May The Fourth Be With You, In Navajo

20130529__TDT-L-HanSolo-0530~p1_500The anticipation for the upcoming addition to the Star Wars movie franchise makes this year’s Star Wars Day particularly lively. According to the origin story on the official Star Wars website recognized by Lucasfilm, the phrase was first used on May 4, 1979, the day Margaret Thatcher took office as UK prime minister. The Conservative party allegedly placed an ad in the London Evening News which read, “May the Fourth Be With You, Maggie. Congratulations.” The growth and popularity of May 4th as official Star Wars Day can attest to the iconic franchise’s wide international reach, with festivals happening all over the world.

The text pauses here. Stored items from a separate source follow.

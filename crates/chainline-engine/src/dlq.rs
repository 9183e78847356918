//! Dead-letter routing for fatally failed records.
//!
//! Every ingress queue maps to exactly one dead-letter queue via a pure
//! naming function, so operators can locate and replay failed records
//! deterministically. Replay (pop from the DLQ, push back onto the origin
//! queue) is an administrative operation outside the hot path; the prefix
//! scheme keeps the origin recoverable by stripping it.

use std::sync::Arc;

use chainline_core::{QueueStore, RecordId};
use tracing::warn;

use crate::error::Result;

const DLQ_PREFIX: &str = "dlq:";

/// Computes the dead-letter queue name for an ingress queue.
///
/// Pure and injective: equal inputs yield equal outputs and distinct ingress
/// queues never collide on a DLQ name.
pub fn dlq_name(ingress_queue: &str) -> String {
    format!("{DLQ_PREFIX}{ingress_queue}")
}

/// Pushes fatally failed record ids onto per-ingress-queue DLQs.
pub struct DeadLetterRouter {
    queues: Arc<dyn QueueStore>,
}

impl DeadLetterRouter {
    /// Creates a router over the given queue store.
    pub fn new(queues: Arc<dyn QueueStore>) -> Self {
        Self { queues }
    }

    /// Routes a record id to the DLQ of the queue it was popped from.
    ///
    /// # Errors
    ///
    /// Returns an error if the push fails. The caller can only log it: the
    /// pop is already irreversible at this point.
    pub async fn route(&self, ingress_queue: &str, record_id: &RecordId) -> Result<()> {
        let dlq = dlq_name(ingress_queue);
        self.queues.push(&dlq, record_id).await.map_err(|e| {
            warn!(
                queue = %ingress_queue,
                dlq = %dlq,
                record_id = %record_id,
                error = %e,
                "dead-letter push failed"
            );
            e.into()
        })
    }
}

While the movies include their own constructed languages (C-3PO is a translator of over 6 million forms of communication), they have been translated, subtitled and dubbed in over 50 different languages across the globe, including Navajo. May 4, 2015 marks the two-year anniversary of the casting call for Navajo Star Wars.

Star Wars IV: A New Hope was the first major film to be subtitled and dubbed in the Navajo language. The translation work was done by a small team in a 36-hour marathon of translating led by Manuelito Wheeler, the director of the Navajo Nation Museum in Arizona. Wheeler explained why a well-known movie would be perfect for Navajo translation, saying: “I’m not fluent in Navajo. I grew up on the Navajo Nation, around the Navajo language; both my parents speak Navajo, yet I don’t. And there are thousands and thousands of us out there that are in that same situation. So, when you watch a movie like Star Wars where you pretty much already know many of the famous phrases from it and then you hear it in Navajo, that’s the connection right there.”

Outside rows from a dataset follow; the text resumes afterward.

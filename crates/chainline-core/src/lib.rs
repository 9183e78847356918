//! Core domain types for the chainline processing engine.
//!
//! Provides the opaque record identifier, the chain configuration model, the
//! queue store abstraction, and error handling shared by every other crate.
//! Record payloads never pass through this code; the engine only threads
//! identifiers between queues, links, and storage backends.

#![forbid(unsafe_code)]
#![warn(missing_docs)]

pub mod config;
pub mod error;
pub mod models;
pub mod queue;

pub use config::{ConfigSource, StaticSource, SwappableSource};
pub use error::{CoreError, Result};
pub use models::{merge_options, ChainConfig, ChainSnapshot, LinkOptions, RecordId};
pub use queue::{QueueStore, RedisQueueStore};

Wheeler continued, “We had a team of five translators and in my mind they pulled off a miracle. You know, there was some talk out there […] like, ‘How are you gonna say robot because there’s no word for robot in Navajo?’ It’s such a powerful language, that it’s very descriptive, very descriptive. If you ask for an object in Navajo you will know you’ll be getting a round object, you’ll be getting a skinny, soft object, you’ll be getting a flat rigid object. So, the trick was choosing from the variety of definitions that the group came up with. So for example: ‘robot.’ It’s a thinking machine; a machine that thinks for itself.”

From there, auditions, recording, and editing took another three months. James Junes, the Navajo dubbed voice for Han Solo told Indian Country Today, “I was asking some of the youth [after the premier] and they said that they’re definitely going to speak more Navajo. For them to be encouraged in that way is almost unheard of in this day and age because it seems like our language is kind of fading out.” He concluded with, “May the force be with you” in Navajo: “atsʼáhoníyééʼ nił hólǫ́ǫ doo.”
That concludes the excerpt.